Minha filha morreu repentinamente no jardim de infância, e após o funeral a professora do jardim de infância me ligou e disse: “Eu te enviei um vídeo. Assista e você vai entender que seu marido está mentindo para você”

😯 Minha filha morreu repentinamente no jardim de infância, e após o funeral a professora do jardim de infância me ligou e disse: “Eu te enviei um vídeo. Assista e você vai entender que seu marido está mentindo para você.”

Naquela manhã, eu é que deveria levar minha filha ao jardim de infância. Mas recebi uma mensagem do trabalho informando uma reunião urgente. Então deixei meu marido cuidar dela e fui apressadamente para o escritório.

Durante o dia, recebi uma ligação da professora do jardim de infância da minha filha. Com a voz trêmula, ela me disse que minha filha estava doente e que a ambulância a havia levado ao hospital. Eu larguei tudo e corri para lá.

Meu marido estava no corredor, pálido e em silêncio. O mundo desabou quando o médico saiu para nos dizer que não tinham conseguido salvar nossa filha. Ela teve uma grave reação alérgica.

Meu marido organizou o funeral sem mim, pois eu estava devastada e incapaz de fazer qualquer coisa.

Após o funeral, enquanto eu estava em casa, recebi uma ligação da professora do jardim de infância. Ela disse que havia me enviado um vídeo importante e que eu deveria assisti-lo, porque meu marido estava mentindo para mim.

O restante da minha história está no artigo do primeiro comentário 👇👇👇.

Ao assistir ao vídeo de segurança do corredor, senti meu coração apertar.

Víamos meu marido acompanhando nossa filha até a sala naquela manhã.

Em sua mão, havia um pequeno produto lácteo.

Ele não parecia prestar atenção, agia como se não fosse importante.

Ele deu o alimento a ela sem pensar na alergia, provavelmente por hábito ou distração.

Nossa filha comeu, e então tudo mudou muito rapidamente.

Alguns minutos depois, ela já começou a passar mal.

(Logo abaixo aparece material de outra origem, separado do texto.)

// src/noyau/rationnel.rs
//
// Couche numérique : BigRational (num-rational) + opérations dérivées.
// - arithmétique exacte (division / modulo vérifiés)
// - coercition entière pour le bit à bit (dénominateur 1 exigé)
// - aller-retour flottant pour les fonctions transcendantes
//
// Convention booléenne : vrai = 1/1, faux = 0/1.

use num_bigint::BigInt;
use num_rational::BigRational;
use num_traits::{One, Signed, ToPrimitive, Zero};

use super::erreur::ErreurNumerique;

pub type Resultat = Result<BigRational, ErreurNumerique>;

pub fn vrai() -> BigRational {
    BigRational::one()
}

pub fn faux() -> BigRational {
    BigRational::zero()
}

pub fn depuis_bool(b: bool) -> BigRational {
    if b {
        vrai()
    } else {
        faux()
    }
}

fn pow10(n: u32) -> BigInt {
    BigInt::from(10).pow(n)
}

/* ------------------------ Littéraux ------------------------ */

/// Plus grand exposant accepté dans un littéral décimal (`1e4096`, `1e-4096`).
pub const EXPOSANT_LITTERAL_MAX: u32 = 4096;

/// Littéral décimal exact : "12", "3.25", ".5", "5.", "1e3", "2.5E-2".
/// `None` si l’exposant dépasse [`EXPOSANT_LITTERAL_MAX`] en valeur absolue.
pub fn parse_decimal(lexeme: &str) -> Option<BigRational> {
    let (mantisse, exposant) = match lexeme.find(['e', 'E']) {
        Some(i) => (&lexeme[..i], lexeme[i + 1..].parse::<i64>().ok()?),
        None => (lexeme, 0),
    };
    if exposant.unsigned_abs() > u64::from(EXPOSANT_LITTERAL_MAX) {
        return None;
    }

    let (ent, frac) = mantisse.split_once('.').unwrap_or((mantisse, ""));
    let chiffres = format!("{ent}{frac}");
    if chiffres.is_empty() {
        return None;
    }
    let n = BigInt::parse_bytes(chiffres.as_bytes(), 10)?;

    // valeur = n × 10^(exposant − |frac|)
    let decalage = exposant.checked_sub(frac.len() as i64)?;
    let echelle = pow10(u32::try_from(decalage.unsigned_abs()).ok()?);
    if decalage >= 0 {
        Some(BigRational::from_integer(n * echelle))
    } else {
        Some(BigRational::new(n, echelle))
    }
}

/// Littéral à base : "0x1f", "0b101", "0o17" (préfixe de deux caractères retiré).
pub fn parse_radix(lexeme: &str, radix: u32) -> Option<BigRational> {
    let chiffres = lexeme.get(2..)?;
    let n = BigInt::parse_bytes(chiffres.as_bytes(), radix)?;
    Some(BigRational::from_integer(n))
}

/* ------------------------ Arithmétique vérifiée ------------------------ */

pub fn diviser(a: &BigRational, b: &BigRational) -> Resultat {
    if b.is_zero() {
        return Err(ErreurNumerique::DivisionParZero);
    }
    Ok(a / b)
}

/// Modulo mathématique : a − floor(a/b)·b, du signe du diviseur.
pub fn modulo(a: &BigRational, b: &BigRational) -> Resultat {
    if b.is_zero() {
        return Err(ErreurNumerique::DivisionParZero);
    }
    let q = (a / b).floor();
    Ok(a - q * b)
}

/// Puissance.
/// - base et exposant entiers : exacte (entier^entier, inverse si exposant < 0)
/// - sinon : aller-retour flottant, même pour `(1/3) ** 2`
pub fn puissance(base: &BigRational, exp: &BigRational) -> Resultat {
    if !(base.is_integer() && exp.is_integer()) {
        let f = vers_f64(base).powf(vers_f64(exp));
        return depuis_f64(f);
    }

    let e = exp.to_integer();

    // bases triviales : pas de limite sur l’exposant
    if base.is_zero() {
        return if e.is_negative() {
            Err(ErreurNumerique::DivisionParZero)
        } else if e.is_zero() {
            Ok(BigRational::one())
        } else {
            Ok(BigRational::zero())
        };
    }
    if base.is_one() {
        return Ok(BigRational::one());
    }
    if *base == -BigRational::one() {
        let impair = (&e % 2u32) != BigInt::zero();
        return Ok(if impair {
            -BigRational::one()
        } else {
            BigRational::one()
        });
    }

    let n = e.abs().to_u32().ok_or(ErreurNumerique::ExposantTropGrand)?;
    let r = rational_pow_int(base.clone(), n);
    if e.is_negative() {
        Ok(r.recip())
    } else {
        Ok(r)
    }
}

/// Exponentiation rapide (carré-multiplie).
fn rational_pow_int(base: BigRational, exp: u32) -> BigRational {
    let mut e = exp;
    let mut acc = BigRational::one();
    let mut b = base;

    while e > 0 {
        if (e & 1) == 1 {
            acc *= b.clone();
        }
        e >>= 1;
        if e > 0 {
            b = &b * &b;
        }
    }
    acc
}

pub fn comparer(a: &BigRational, b: &BigRational) -> std::cmp::Ordering {
    a.cmp(b)
}

/* ------------------------ Entiers ------------------------ */

/// Coercition entière stricte (bit à bit) : dénominateur 1 exigé.
pub fn vers_entier(r: &BigRational) -> Result<BigInt, ErreurNumerique> {
    if r.is_integer() {
        Ok(r.to_integer())
    } else {
        Err(ErreurNumerique::NonEntier)
    }
}

/// Partie entière (plancher), pour fact / gcd / affichage en base.
pub fn partie_entiere(r: &BigRational) -> BigInt {
    r.floor().to_integer()
}

pub fn plancher(r: &BigRational) -> BigRational {
    r.floor()
}

pub fn plafond(r: &BigRational) -> BigRational {
    r.ceil()
}

/// PGCD (Euclide) des parties entières, toujours ≥ 0.
pub fn pgcd(a: &BigRational, b: &BigRational) -> BigRational {
    let mut x = partie_entiere(a).abs();
    let mut y = partie_entiere(b).abs();
    while !y.is_zero() {
        let r = &x % &y;
        x = y;
        y = r;
    }
    BigRational::from_integer(x)
}

/// n! = produit sur [1, floor(n)] (1 si floor(n) < 2).
pub fn factorielle(n: &BigRational) -> Resultat {
    let borne = partie_entiere(n);
    if borne < BigInt::from(2) {
        return Ok(BigRational::one());
    }
    let borne = borne.to_u32().ok_or(ErreurNumerique::ArgumentTropGrand)?;

    let mut acc = BigInt::one();
    for k in 2..=borne {
        acc *= k;
    }
    Ok(BigRational::from_integer(acc))
}

/* ------------------------ Bit à bit ------------------------ */

pub fn et(a: &BigRational, b: &BigRational) -> Resultat {
    Ok(BigRational::from_integer(vers_entier(a)? & vers_entier(b)?))
}

pub fn ou(a: &BigRational, b: &BigRational) -> Resultat {
    Ok(BigRational::from_integer(vers_entier(a)? | vers_entier(b)?))
}

pub fn ou_exclusif(a: &BigRational, b: &BigRational) -> Resultat {
    Ok(BigRational::from_integer(vers_entier(a)? ^ vers_entier(b)?))
}

pub fn non(a: &BigRational) -> Resultat {
    Ok(BigRational::from_integer(!vers_entier(a)?))
}

/// Compte de décalage : magnitude non signée de l’opérande.
fn compte_decalage(b: &BigRational) -> Result<usize, ErreurNumerique> {
    let n = vers_entier(b)?.abs();
    n.to_u32()
        .map(|c| c as usize)
        .ok_or(ErreurNumerique::DecalageTropGrand)
}

pub fn decalage_gauche(a: &BigRational, b: &BigRational) -> Resultat {
    let x = vers_entier(a)?;
    let n = compte_decalage(b)?;
    Ok(BigRational::from_integer(x << n))
}

pub fn decalage_droite(a: &BigRational, b: &BigRational) -> Resultat {
    let x = vers_entier(a)?;
    let n = compte_decalage(b)?;
    Ok(BigRational::from_integer(x >> n))
}

/* ------------------------ Flottants ------------------------ */

pub fn vers_f64(r: &BigRational) -> f64 {
    r.to_f64().unwrap_or(f64::NAN)
}

/// Ré-exactifie un flottant (valeur binaire exacte du f64) ; NaN / ±∞ refusés.
pub fn depuis_f64(f: f64) -> Resultat {
    if !f.is_finite() {
        return Err(ErreurNumerique::NonFini);
    }
    BigRational::from_float(f).ok_or(ErreurNumerique::NonFini)
}

/// r > 0 écrit m × 2^k, m entre 1/2 et 2 (entre 1 et 4 si `pair`, k étant alors pair).
fn mantisse_binaire(r: &BigRational, pair: bool) -> (BigRational, i64) {
    let mut k = r.numer().bits() as i64 - r.denom().bits() as i64;
    if pair {
        k -= k.rem_euclid(2);
    }
    let p = k.unsigned_abs();
    let m = if k >= 0 {
        BigRational::new(r.numer().clone(), r.denom() << p)
    } else {
        BigRational::new(r.numer() << p, r.denom().clone())
    };
    (m, k)
}

/// Logarithme en flottant (`f64::ln`, `f64::log10`...) d’un rationnel quelconque.
/// Hors de la plage f64, on passe par log(m) + k·log(2).
pub fn logarithme(r: &BigRational, log: fn(f64) -> f64) -> f64 {
    let f = vers_f64(r);
    if f.is_normal() || !r.is_positive() {
        return log(f);
    }
    let (m, k) = mantisse_binaire(r, false);
    log(vers_f64(&m)) + k as f64 * log(2.0)
}

/// √r exacte si r est un carré parfait rationnel, sinon approximation flottante.
/// Hors de la plage f64 : √(m × 2^k) = √m × 2^(k/2).
pub fn racine_carree(r: &BigRational) -> Resultat {
    if let Some(exacte) = rational_sqrt_exact(r) {
        return Ok(exacte);
    }
    let f = vers_f64(r);
    if f.is_normal() || !r.is_positive() {
        return depuis_f64(f.sqrt());
    }
    let (m, k) = mantisse_binaire(r, true);
    let racine_m = depuis_f64(vers_f64(&m).sqrt())?;
    let echelle = BigInt::one() << (k / 2).unsigned_abs();
    if k >= 0 {
        Ok(racine_m * BigRational::from_integer(echelle))
    } else {
        Ok(racine_m / BigRational::from_integer(echelle))
    }
}

fn rational_sqrt_exact(r: &BigRational) -> Option<BigRational> {
    if r.is_negative() {
        return None;
    }
    let sn = int_sqrt_exact(r.numer())?;
    let sd = int_sqrt_exact(r.denom())?;
    Some(BigRational::new(sn, sd))
}

fn int_sqrt_exact(x: &BigInt) -> Option<BigInt> {
    let s = int_sqrt_floor(x);
    if &s * &s == *x {
        Some(s)
    } else {
        None
    }
}

/// ⌊√x⌋ par Newton entier (0 pour x ≤ 0).
pub(crate) fn int_sqrt_floor(x: &BigInt) -> BigInt {
    if !x.is_positive() {
        return BigInt::zero();
    }

    let mut y = BigInt::one() << x.bits().div_ceil(2);
    loop {
        let y_next = (&y + (x / &y)) >> 1;
        if y_next >= y {
            let mut z = y_next;
            while (&z + 1u32) * (&z + 1u32) <= *x {
                z += 1u32;
            }
            while &z * &z > *x {
                z -= 1u32;
            }
            return z;
        }
        y = y_next;
    }
}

Depois o vi conversando com a equipe, e entendi que ele pediu para não mencionarem o produto lácteo.

Ele estava com medo, medo de mim, medo das consequências, e preferiu esconder esse detalhe.

Ao observá-lo, entendi que ele não fez isso de propósito.

Não foi maldade, mas uma enorme distração que causou a morte da nossa filha.

Mesmo assim, não consegui perdoá-lo e pedi que ele saísse de casa.